C++ Polymorphism and Derived Class Types - "ugly programming" with pointer type casts

First up, I'm not sure exactly how to describe what I'm doing in one line... hence the slightly vague title.
The shortest description of the problem I can give is that "I have a function, and it should be able to take as an argument any of the many possible types of class, and these classes are all derived from a base class".
Specifically, I have 2 categories of class and both implement different types of method, which are similar but not exactly the same.
Perhaps it is better if I just give the example? You will see I do some slightly weird things with pointer type-casts. I don't think these are good programming practices. They are slightly strange at least, and I am wondering if there is an alternative, better method of doing things.
Okay so here goes my attempt at a simplified example:
class device
{
// Nothing here - abstract base class
}
class inputDevice : device // inherit publicly, but it doesn't matter
{
virtual input* getInput() { return m_input; } // input is a class
}
class outputDevice : device
{
virtual output* getOutput() { return m_output; } // output is also a class
}
class inputoutputDevice : public inputDevice, public outputDevice
{
// Inherits the get methods from input and output types
}
// elsewhere in program
void do_something(device* dev, int mode_flag)
{
if(mode_flag == 1) // just an example
{
input* = ((inputDevice*)dev)->getInput(); // doing strange things with pointers
}
else if(mode_flag == 2)
{
output* = ((outputDevice*)dev)->getOutput(); // strange things with pointers
}
else if(mode_flag == 3)
{
}
}
So you see that the subtly here is that the function has some behavior dependent on whether we are dealing with an argument which is an input device or an output device.
I guess I could overload the function many times, but there could be many different types of input, output or both input and output devices... so that would be a rather convoluted method.
Putting the "get" methods into the base class doesn't seem like a good idea either, because the derived classes should NOT have the getInput() method if the device is an OUTPUT device. And similarly, and INPUT device should not have a getOutput() method. Conceptually that just doesn't seem right.
I hope that I explained that clearly enough and didn't make any mistakes.
To expand on my comment, if you look at e.g. this input/output library reference you will see a class diagram that in a way reminds much of your class hierarchy: There's a base-class (two actually), an "input" class, and "output" class, and an "input/output" class that inherits from both the "input" and "output" class.
However, you never really directly references the base classes std::basic_ios or std::ios_base, instead once only uses references to std::ostream for any output stream, and std::istream for any input streams (and std::iostream for any input and output stream).
For example, to overload the input operator >> your function takes a reference to a std::istream object:
std::istream& operator>>(std::istream& input_stream, some_type& dest);
Even for more generic functions you take a reference to either an std::istream, an std::ostream or an std::iostreamobject. You never use the base class std::basic_ios just because of the problems you have.

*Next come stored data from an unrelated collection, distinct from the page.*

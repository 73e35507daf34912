use clap::{Args as ClapArgs, Parser, Subcommand};

#[derive(Debug, Parser)]
#[command(
  version,
  about = "Multi-repository workbenches and agent-driven tasks on git worktrees",
  long_about = None,
  bin_name = "bench"
)]
pub struct Cli {
  #[command(subcommand)]
  pub command: Option<Commands>,
}

#[derive(Debug, Subcommand)]
pub enum Commands {
  /// Show the detected mode for the current directory
  Status,
  /// Create a bench project in the current directory
  Init(InitArgs),
  /// Manage named sets of repositories and branches
  #[command(subcommand)]
  Source(SourceCommand),
  /// Manage workbenches
  #[command(subcommand)]
  Workbench(WorkbenchCommand),
  /// Manage tasks inside a workbench
  #[command(subcommand)]
  Task(TaskCommand),
  /// Hold and list design discussions inside a workbench
  #[command(subcommand)]
  Discuss(DiscussCommand),
  /// Generate files with the agent
  #[command(subcommand)]
  Populate(PopulateCommand),
  /// Create and refresh repository maps
  #[command(subcommand)]
  Map(MapCommand),
}

#[derive(Debug, ClapArgs)]
pub struct InitArgs {
  /// Populate AGENTS.md without asking
  #[arg(long, short = 'y')]
  pub yes: bool,
  /// Skip AGENTS.md population
  #[arg(long, conflicts_with = "yes")]
  pub no_populate: bool,
}

#[derive(Debug, Subcommand)]
pub enum SourceCommand {
  /// Add a source
  Add {
    name: String,
    /// Repository as `directory-name:branch-name` (repeatable)
    #[arg(long = "add-repo")]
    add_repo: Vec<String>,
  },
  /// List sources
  List,
  /// Add or remove repositories of a source
  Update {
    name: String,
    /// Repository to add as `directory-name:branch-name` (repeatable)
    #[arg(long = "add-repo")]
    add_repo: Vec<String>,
    /// Repository to remove as `directory-name:branch-name` (repeatable)
    #[arg(long = "remove-repo")]
    remove_repo: Vec<String>,
  },
  /// Remove a source
  Remove {
    name: String,
    /// Skip the confirmation prompt
    #[arg(long, short = 'y')]
    yes: bool,
  },
}

#[derive(Debug, Subcommand)]
pub enum WorkbenchCommand {
  /// Create a workbench from a source
  Create {
    source: String,
    name: String,
    /// Branch to use in every worktree (defaults to the workbench name)
    #[arg(long = "workbench-git-branch")]
    git_branch: Option<String>,
  },
  /// Add or remove repositories of a workbench
  Update {
    /// Workbench name (omit inside a workbench directory)
    name: Option<String>,
    /// Repository to add as `directory-name:branch-name` (repeatable)
    #[arg(long = "add-repo")]
    add_repo: Vec<String>,
    /// Repository directory to remove (repeatable)
    #[arg(long = "remove-repo")]
    remove_repo: Vec<String>,
  },
  /// Remove the workspace and worktrees, keeping the workbench data
  Retire {
    name: String,
    /// Skip the confirmation prompt
    #[arg(long, short = 'y')]
    yes: bool,
  },
  /// Recreate the workspace and worktrees of a retired workbench
  Activate { name: String },
  /// Delete a workbench, its data and its branches
  Delete {
    name: String,
    /// Skip the confirmation prompt
    #[arg(long, short = 'y')]
    yes: bool,
  },
  /// List workbenches
  List {
    /// Only active workbenches
    #[arg(long, conflicts_with = "inactive")]
    active: bool,
    /// Only inactive workbenches
    #[arg(long)]
    inactive: bool,
  },
  /// Push the workbench branch of every repository to origin
  Push {
    /// Workbench name (omit inside a workbench directory)
    name: Option<String>,
  },
}

#[derive(Debug, ClapArgs)]
pub struct DiscussionArgs {
  /// Saved discussion to reference in the spec (repeatable)
  #[arg(long = "add-discussion")]
  pub add_discussion: Vec<String>,
}

#[derive(Debug, Subcommand)]
pub enum TaskCommand {
  /// Create a task folder
  Create {
    name: String,
    /// Start an interactive spec interview afterwards
    #[arg(long)]
    interview: bool,
    #[command(flatten)]
    discussions: DiscussionArgs,
    /// Restrict the task to these repositories (repeatable)
    #[arg(long = "only-repo")]
    only_repo: Vec<String>,
  },
  /// Refine the spec of a task interactively
  Refine {
    name: String,
    #[command(flatten)]
    discussions: DiscussionArgs,
  },
  /// Follow up on an implemented task interactively
  Followup {
    name: String,
    #[command(flatten)]
    discussions: DiscussionArgs,
  },
  /// Run the implementation flow
  Implement { name: String },
  /// Mark a task as complete
  Complete { name: String },
  /// List tasks (open by default)
  List {
    /// Include completed tasks
    #[arg(long, conflicts_with = "completed")]
    all: bool,
    /// Only completed tasks
    #[arg(long)]
    completed: bool,
  },
}

#[derive(Debug, Subcommand)]
pub enum DiscussCommand {
  /// Start an interactive discussion
  Start {
    /// Restrict the discussion to these repositories (repeatable)
    #[arg(long = "only-repo")]
    only_repo: Vec<String>,
  },
  /// List saved discussions
  List,
}

#[derive(Debug, Subcommand)]
pub enum PopulateCommand {
  /// Populate AGENTS.md
  Agents {
    /// Override the model
    #[arg(long)]
    model: Option<String>,
    /// Only scan these directories (repeatable)
    #[arg(long)]
    repo: Vec<String>,
    /// Skip the confirmation prompt
    #[arg(long, short = 'y')]
    yes: bool,
  },
}

#[derive(Debug, Subcommand)]
pub enum MapCommand {
  /// Create initial repository maps
  Init {
    /// Override the model
    #[arg(long)]
    model: Option<String>,
    /// Only map these repositories (repeatable)
    #[arg(long = "only-repo")]
    only_repo: Vec<String>,
  },
  /// Update existing repository maps
  Update {
    /// Override the model
    #[arg(long)]
    model: Option<String>,
    /// Only update these repositories (repeatable)
    #[arg(long = "only-repo")]
    only_repo: Vec<String>,
    /// Skip the confirmation prompt
    #[arg(long, short = 'y')]
    yes: bool,
  },
}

To relate more to your problem and how to solve it, use two function overloads, one for the input device, and one for the output device. It makes more sense because first of all you wont have the problem with checking type and casting, and also because the two functions will operate quite differently depending on if you are doing input or output anyway, and trying to mix it both into a single function just makes the code much more unmaintainable.
So you should instead have e.g.
void do_something(inputDevice& device);
and
void do_something(outputDevice& device);
There is an interesting design issue in your function do_something(): you assume that the type of the device corresponds to the mode parameter, but you have no way of verifying it.
Alternative 1: use dynamic cast
First of all, as you expect your device class to be polymorphic, you should foresee a virtual destructor. This would ensure that device is also polymorphic.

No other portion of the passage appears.